Bolt, qui aura 26 ans ce mois, incarne une nouvelle génération de sprinters, avec sa foulée à la fois ample (jusqu'à 2m90) et très cadencée pour un homme de sa taille. La vitesse de pointe de ses meilleurs 100 mètres dépasse les 44 km/h (44,42 km/h lors de son record du monde). Sous ses airs décontractés et sa bonhomie se cache un homme intelligent, de l'avis de ses proches, qui connaît parfaitement son corps et sait exactement quand il peut "pousser la machine" ou non. Comme beaucoup de surdoués comme lui, il a souvent besoin de décompresser, ce qu'il fait de préférence en pianotant sur sa console de jeux, en sortant danser ou en faisant le DJ.

Son triomphe est aussi celui de son coach, le bougon sexagénaire Glen Mills. Ce faiseur de champions a déjà également amené au firmament Kim Collins, champion du monde en 2003, et Blake.

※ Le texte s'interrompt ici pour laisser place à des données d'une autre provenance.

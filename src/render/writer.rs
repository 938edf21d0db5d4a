//! Persisting the flattened output.

use crate::error::{Error, Result};
use std::fs;
use std::io::Write;
use std::path::{Path, PathBuf};

/// Where the flattened text goes.
#[derive(Debug, Clone, PartialEq, Eq)]
pub enum OutputTarget {
    Stdout,
    File(PathBuf),
}

impl OutputTarget {
    /// `-` means stdout, anything else is a file path.
    pub fn from_path(path: &Path) -> Self {
        if path.as_os_str() == "-" {
            OutputTarget::Stdout
        } else {
            OutputTarget::File(path.to_path_buf())
        }
    }
}

impl std::fmt::Display for OutputTarget {
    fn fmt(&self, f: &mut std::fmt::Formatter<'_>) -> std::fmt::Result {
        match self {
            OutputTarget::Stdout => f.write_str("stdout"),
            OutputTarget::File(path) => write!(f, "{}", path.display()),
        }
    }
}

/// Write `content` to `target`, creating parent directories as needed.
pub fn write_output(target: &OutputTarget, content: &str) -> Result<()> {
    match target {
        OutputTarget::Stdout => {
            let mut stdout = std::io::stdout().lock();
            stdout
                .write_all(content.as_bytes())
                .and_then(|_| stdout.flush())
                .map_err(|source| Error::WriteOutput { path: PathBuf::from("-"), source })
        }
        OutputTarget::File(path) => {
            if let Some(parent) = path.parent().filter(|p| !p.as_os_str().is_empty()) {
                fs::create_dir_all(parent)
                    .map_err(|source| Error::WriteOutput { path: path.clone(), source })?;
            }
            fs::write(path, content)
                .map_err(|source| Error::WriteOutput { path: path.clone(), source })?;
            tracing::info!("Wrote {} bytes to {}", content.len(), path.display());
            Ok(())
        }
    }
}
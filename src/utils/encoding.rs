//! Binary detection and text reading with encoding fallback.
//!
//! Reads try strict UTF-8 first, then an encoding guessed by `chardetng`,
//! and finally lossy UTF-8 so that include-all runs can still embed files
//! that are not valid text.

use chardetng::EncodingDetector;
use encoding_rs::{Encoding, UTF_8};
use std::fs::File;
use std::io::{self, Read};
use std::path::Path;

/// Number of header bytes inspected by [`is_binary_file`].
pub const BINARY_SAMPLE_SIZE: usize = 8192;

/// Detect if a file is binary (not text).
///
/// Uses two heuristics on the first `sample_size` bytes:
/// 1. Null byte check (strong binary indicator)
/// 2. Ratio of printable bytes (< 70% = likely binary)
///
/// Bytes >= 0x80 count as printable so UTF-8 text in other scripts is not
/// flagged. Unreadable files are reported as binary.
pub fn is_binary_file(path: &Path, sample_size: usize) -> bool {
    match read_sample(path, sample_size) {
        Ok(sample) => is_binary_sample(&sample),
        Err(_) => true,
    }
}

fn read_sample(path: &Path, sample_size: usize) -> io::Result<Vec<u8>> {
    let mut file = File::open(path)?;
    let mut sample = vec![0u8; sample_size];
    let bytes_read = file.read(&mut sample)?;
    sample.truncate(bytes_read);
    Ok(sample)
}

fn is_binary_sample(sample: &[u8]) -> bool {
    if sample.is_empty() {
        return false;
    }

    // UTF-16 text carries NUL bytes, so its BOM is checked first
    if sample.starts_with(&[0xff, 0xfe]) || sample.starts_with(&[0xfe, 0xff]) {
        return false;
    }

    if sample.contains(&0) {
        return true;
    }

    let printable_count = sample
        .iter()
        .filter(|&&b| (32..=126).contains(&b) || b >= 0x80 || b == 9 || b == 10 || b == 12 || b == 13)
        .count();

    (printable_count as f64 / sample.len() as f64) < 0.70
}

/// Read a whole file as text.
///
/// Strategy:
/// 1. Strict UTF-8 (a leading BOM is dropped)
/// 2. BOM-declared or `chardetng`-detected encoding
/// 3. UTF-8 with replacement characters
pub fn read_file_safe(path: &Path) -> io::Result<String> {
    let bytes = std::fs::read(path)?;
    Ok(decode_bytes(&bytes))
}

fn decode_bytes(bytes: &[u8]) -> String {
    let body = bytes.strip_prefix(&[0xef, 0xbb, 0xbf]).unwrap_or(bytes);
    if let Ok(text) = std::str::from_utf8(body) {
        return text.to_string();
    }

    if let Some((encoding, _)) = Encoding::for_bom(bytes) {
        let (decoded, _) = encoding.decode_with_bom_removal(bytes);
        return decoded.into_owned();
    }

    let mut detector = EncodingDetector::new();
    detector.feed(bytes, true);
    let encoding = detector.guess(None, true);
    let (decoded, _, had_errors) = encoding.decode(bytes);
    if !had_errors {
        tracing::debug!("Decoded content as {}", encoding.name());
        return decoded.into_owned();
    }

    let (lossy, _, _) = UTF_8.decode(bytes);
    lossy.into_owned()
}
//! Path normalization

use std::path::Path;

pub fn normalize_path(path: &str) -> String {
    // Convert backslashes to forward slashes
    path.replace('\\', "/")
}

/// Path of `path` relative to `root`, with forward slashes.
///
/// Returns `None` when `path` does not live under `root`.
pub fn relative_slash_path(root: &Path, path: &Path) -> Option<String> {
    let rel = path.strip_prefix(root).ok()?;
    Some(normalize_path(&rel.to_string_lossy()))
}

#[cfg(test)]
mod tests {
    use super::*;
    use std::path::PathBuf;

    #[test]
    fn backslashes_become_forward_slashes() {
        assert_eq!(normalize_path(r"src\components\Button.js"), "src/components/Button.js");
        assert_eq!(normalize_path("already/fine.rs"), "already/fine.rs");
    }

    #[test]
    fn relative_path_strips_root() {
        let root = PathBuf::from("/tmp/repo");
        let file = root.join("src").join("index.js");
        assert_eq!(relative_slash_path(&root, &file).as_deref(), Some("src/index.js"));
        assert_eq!(relative_slash_path(&root, Path::new("/elsewhere/a.rs")), None);
    }
}
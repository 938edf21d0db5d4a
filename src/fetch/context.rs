//! Scoped ownership of a fetched repository directory

use std::path::PathBuf;

/// A repository checkout on disk.
///
/// When `is_temp` is set the directory is deleted exactly once, when the
/// context is dropped, on every exit path.
#[derive(Debug)]
pub struct RepoContext {
    pub root_path: PathBuf,
    pub is_temp: bool,
}

impl RepoContext {
    pub fn new(root_path: PathBuf, is_temp: bool) -> Self {
        Self { root_path, is_temp }
    }
}

impl Drop for RepoContext {
    fn drop(&mut self) {
        if self.is_temp && self.root_path.exists() {
            match std::fs::remove_dir_all(&self.root_path) {
                Ok(()) => tracing::debug!("Removed temporary directory {}", self.root_path.display()),
                Err(e) => tracing::warn!(
                    "Failed to remove temporary directory {}: {}",
                    self.root_path.display(),
                    e
                ),
            }
        }
    }
}

#[cfg(test)]
mod tests {
    use super::RepoContext;
    use std::fs;
    use tempfile::TempDir;

    #[test]
    fn temp_context_removes_directory_on_drop() {
        let tmp = TempDir::new().expect("tmp");
        let dir = tmp.path().join("clone");
        fs::create_dir_all(dir.join("src")).expect("mkdir");
        fs::write(dir.join("src/lib.rs"), "").expect("write");

        drop(RepoContext::new(dir.clone(), true));
        assert!(!dir.exists());
    }

    #[test]
    fn non_temp_context_keeps_directory() {
        let tmp = TempDir::new().expect("tmp");
        drop(RepoContext::new(tmp.path().to_path_buf(), false));
        assert!(tmp.path().exists());
    }
}
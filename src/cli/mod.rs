//! Command-line interface for repo-to-text

use anyhow::Result;
use clap::{ArgAction, Parser};
use console::{style, Term};
use repo_to_text::config::{load_config, merge_cli_with_config, CliOverrides};
use repo_to_text::utils::format_size;
use repo_to_text::{flatten_repository, FlattenSummary};
use std::path::PathBuf;
use tracing::Level;
use tracing_subscriber::{fmt, prelude::*, reload, EnvFilter};

mod progress;

use progress::StageSpinner;

/// Flatten a remote repository into a single text file
#[derive(Parser, Debug)]
#[command(name = "repo-to-text")]
#[command(author, version, about, long_about = None)]
pub struct Cli {
    /// Repository URL, owner/repo shorthand, or git@host:owner/repo
    #[arg(value_name = "REPOSITORY")]
    repository: Option<String>,

    /// Output file (use '-' for stdout) [default: <repo>.txt]
    #[arg(short, long, value_name = "PATH")]
    output: Option<PathBuf>,

    /// Skip files larger than this many MB [default: 0.1]
    #[arg(short, long, value_name = "MB")]
    threshold: Option<f64>,

    /// Include files regardless of size or binary content
    #[arg(long)]
    include_all: bool,

    /// Exclude files matching this glob (repeatable, '!' negates)
    #[arg(short, long, value_name = "PATTERN", action = ArgAction::Append)]
    exclude: Vec<String>,

    /// Read exclude patterns from a file, one per line
    #[arg(short = 'x', long, value_name = "FILE")]
    exclude_file: Option<PathBuf>,

    /// Branch, tag, or commit to check out
    #[arg(long = "ref", value_name = "REF")]
    git_ref: Option<String>,

    /// Path to a config file (repo-to-text.toml or .repo-to-text.yml)
    #[arg(short, long, value_name = "FILE")]
    config: Option<PathBuf>,

    /// Enable debug logging
    #[arg(short, long)]
    debug: bool,
}

impl Cli {
    fn overrides(&self) -> CliOverrides {
        CliOverrides {
            threshold_mb: self.threshold,
            include_all: self.include_all,
            exclude: self.exclude.clone(),
            exclude_file: self.exclude_file.clone(),
            output: self.output.clone(),
            git_ref: self.git_ref.clone(),
            debug: self.debug,
        }
    }
}

pub fn run() -> Result<()> {
    let cli = Cli::parse();

    // `debug = true` from a config file or the environment is applied after loading.
    let (filter, filter_handle) = reload::Layer::new(log_filter(cli.debug));
    let _ = tracing_subscriber::registry()
        .with(filter)
        .with(fmt::layer().with_writer(std::io::stderr))
        .try_init();

    let cwd = std::env::current_dir()?;
    let config = merge_cli_with_config(load_config(cli.config.as_deref(), &cwd)?, cli.overrides());
    if config.debug && !cli.debug {
        let _ = filter_handle.reload(log_filter(true));
    }
    tracing::debug!("Effective configuration: {:?}", config);

    let reference = cli.repository.as_deref().unwrap_or_default();
    let spinner = StageSpinner::new(Term::stderr().is_term() && !config.debug);
    let result = flatten_repository(reference, &config, |stage| spinner.update(stage));
    spinner.finish();

    let summary = result?;
    print_summary(&summary);
    Ok(())
}

/// RUST_LOG in the environment always takes precedence; debug falls back to DEBUG.
fn log_filter(debug: bool) -> EnvFilter {
    let level = if debug { Level::DEBUG } else { Level::WARN };
    EnvFilter::from_default_env().add_directive(level.into())
}

fn print_summary(summary: &FlattenSummary) {
    let headline = if summary.files_processed == 0 {
        style("No files were processed").yellow().bold()
    } else {
        style("Done").green().bold()
    };
    eprintln!(
        "{} {} files processed, {} skipped, {} written to {}",
        headline,
        summary.files_processed,
        summary.files_skipped,
        format_size(summary.bytes_written as u64),
        summary.target
    );
}
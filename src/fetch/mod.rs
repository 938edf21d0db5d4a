//! Repository fetching

use crate::error::Result;

pub mod context;
pub mod github;
pub mod reference;

pub use context::RepoContext;
pub use reference::RepoReference;

/// Clone a parsed reference into a temporary directory.
///
/// An explicit `ref_` wins over a branch embedded in a `/tree/<ref>` URL.
pub fn fetch_repository(reference: &RepoReference, ref_: Option<&str>) -> Result<RepoContext> {
    let git_ref = ref_.or(reference.git_ref.as_deref());
    github::clone_repository(&reference.clone_url(), git_ref)
}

A qui le tour? Le suivant peut assurément encore attendre. Bolt est installé pour un moment, pour l'histoire.

"Je suis un peu resté dans les blocks"

Après sa course, Usain Bolt était ravi: "Je suis très heureux. J'étais ici pour défendre mon titre et je l'ai fait: c'est un honneur. J'ai fais ce que j'avais à faire et cela me ravit. Beaucoup de gens ne me voyaient pas favori mais je suis resté concentré et j'ai fais mon job. Quand j'ai disputé ma première course ce matin, je me suis dit 'OK, je peux le faire'. Je dois avouer que j'étais un peu inquiet au départ des séries. Je ne voulais pas faire un nouveau faux-départ (en référence à son faux-départ en finale du 100 m des Mondiaux 2011). Je suis un peu resté dans les blocks, ce n'est certainement pas le meilleur départ de ma carrière. Mon coach m'a dit avant la course: 'ne te préoccupe pas du départ car là où tu es le meilleur, c'est sur la fin'. Les gens peuvent dire ce qu'ils veulent, quand les grands championnats sont là, je réponds présent".

Yohan Blake: "Cette médaille est douce à mes yeux, car je courais ici contre les meilleurs au monde. Je félicite Usain d'avoir pu défendre son titre. De mon côté, j'ai fais ce que je devais en restant concentré sur ma course."

Justin Gatlin: "L'or reste l'or et là, ce n'est que le bronze mais il est si bon de revenir aux Jeux après huit ans ! Qui plus est dans un stade si électrique. J'ai connu quelques problèmes pendant ma course mais je vais corriger tout cela pour la suite."